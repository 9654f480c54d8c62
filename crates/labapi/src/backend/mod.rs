//! API trait and implementations.
//!
//! [`Api`] has one function per remote call a managed kind needs.
//! [`http::HttpApi`] talks to a real server; [`mock::MockApi`] keeps
//! everything in memory for tests.
//!
//! # Testing
//!
//! ```
//! use labapi::backend::{Api, MockApi};
//! use labapi::BadgeOptions;
//!
//! let api = MockApi::new();
//! let badge = api
//!     .create_project_badge(
//!         "42",
//!         &BadgeOptions {
//!             name: Some("coverage".to_string()),
//!             link_url: Some("https://example.com".to_string()),
//!             image_url: Some("https://example.com/badge.svg".to_string()),
//!         },
//!     )
//!     .unwrap();
//! assert_eq!(api.get_project_badge("42", badge.id).unwrap(), badge);
//! ```

pub mod http;
pub mod mock;

pub use http::HttpApi;
pub use mock::MockApi;

use crate::error::Result;
use crate::types::{
    Badge, BadgeOptions, GroupMember, ListOptions, MemberOptions, Milestone, ProtectBranchOptions,
    ProtectedBranch, Release, ReleaseLink, ReleaseLinkOptions, ReleaseOptions,
    UpdateProtectedBranchOptions, UpdateReleaseOptions, User, Variable, VariableOptions,
};
use reconcile::Page;

/// Remote calls used by the managed kinds.
///
/// `project` and `group` accept a numeric id or a full path; implementations
/// escape them. Every "get" fails with a 404 [`crate::Error::HttpError`] when
/// the object does not exist.
pub trait Api: Send + Sync {
    // Project badges
    fn create_project_badge(&self, project: &str, options: &BadgeOptions) -> Result<Badge>;
    fn get_project_badge(&self, project: &str, badge_id: i64) -> Result<Badge>;
    fn edit_project_badge(
        &self,
        project: &str,
        badge_id: i64,
        options: &BadgeOptions,
    ) -> Result<Badge>;
    fn delete_project_badge(&self, project: &str, badge_id: i64) -> Result<()>;

    // Group members
    fn add_group_member(&self, group: &str, options: &MemberOptions) -> Result<GroupMember>;
    fn get_group_member(&self, group: &str, user_id: i64) -> Result<GroupMember>;
    fn edit_group_member(
        &self,
        group: &str,
        user_id: i64,
        options: &MemberOptions,
    ) -> Result<GroupMember>;
    fn remove_group_member(&self, group: &str, user_id: i64) -> Result<()>;

    // Protected branches
    fn protect_branch(
        &self,
        project: &str,
        options: &ProtectBranchOptions,
    ) -> Result<ProtectedBranch>;
    fn get_protected_branch(&self, project: &str, branch: &str) -> Result<ProtectedBranch>;
    fn update_protected_branch(
        &self,
        project: &str,
        branch: &str,
        options: &UpdateProtectedBranchOptions,
    ) -> Result<ProtectedBranch>;
    fn unprotect_branch(&self, project: &str, branch: &str) -> Result<()>;

    // Releases
    fn create_release(&self, project: &str, options: &ReleaseOptions) -> Result<Release>;
    fn get_release(&self, project: &str, tag_name: &str) -> Result<Release>;
    fn update_release(
        &self,
        project: &str,
        tag_name: &str,
        options: &UpdateReleaseOptions,
    ) -> Result<Release>;
    fn delete_release(&self, project: &str, tag_name: &str) -> Result<()>;

    // Release links
    fn create_release_link(
        &self,
        project: &str,
        tag_name: &str,
        options: &ReleaseLinkOptions,
    ) -> Result<ReleaseLink>;
    fn get_release_link(&self, project: &str, tag_name: &str, link_id: i64)
    -> Result<ReleaseLink>;
    fn update_release_link(
        &self,
        project: &str,
        tag_name: &str,
        link_id: i64,
        options: &ReleaseLinkOptions,
    ) -> Result<ReleaseLink>;
    fn delete_release_link(&self, project: &str, tag_name: &str, link_id: i64) -> Result<()>;
    fn list_release_links(
        &self,
        project: &str,
        tag_name: &str,
        options: &ListOptions,
    ) -> Result<Page<ReleaseLink>>;

    // Group variables
    fn create_group_variable(&self, group: &str, options: &VariableOptions) -> Result<Variable>;
    fn get_group_variable(&self, group: &str, key: &str, environment_scope: &str)
    -> Result<Variable>;
    fn update_group_variable(
        &self,
        group: &str,
        key: &str,
        environment_scope: &str,
        options: &VariableOptions,
    ) -> Result<Variable>;
    fn remove_group_variable(&self, group: &str, key: &str, environment_scope: &str)
    -> Result<()>;
    fn list_group_variables(&self, group: &str, options: &ListOptions) -> Result<Page<Variable>>;

    // Read-only
    fn list_project_milestones(
        &self,
        project: &str,
        options: &ListOptions,
    ) -> Result<Page<Milestone>>;
    fn current_user(&self) -> Result<User>;
}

WORK REQUEST: Among the entries, work out how many lines include the word "MemberOptions". Answer with that number only.

ANSWER BELOW: 3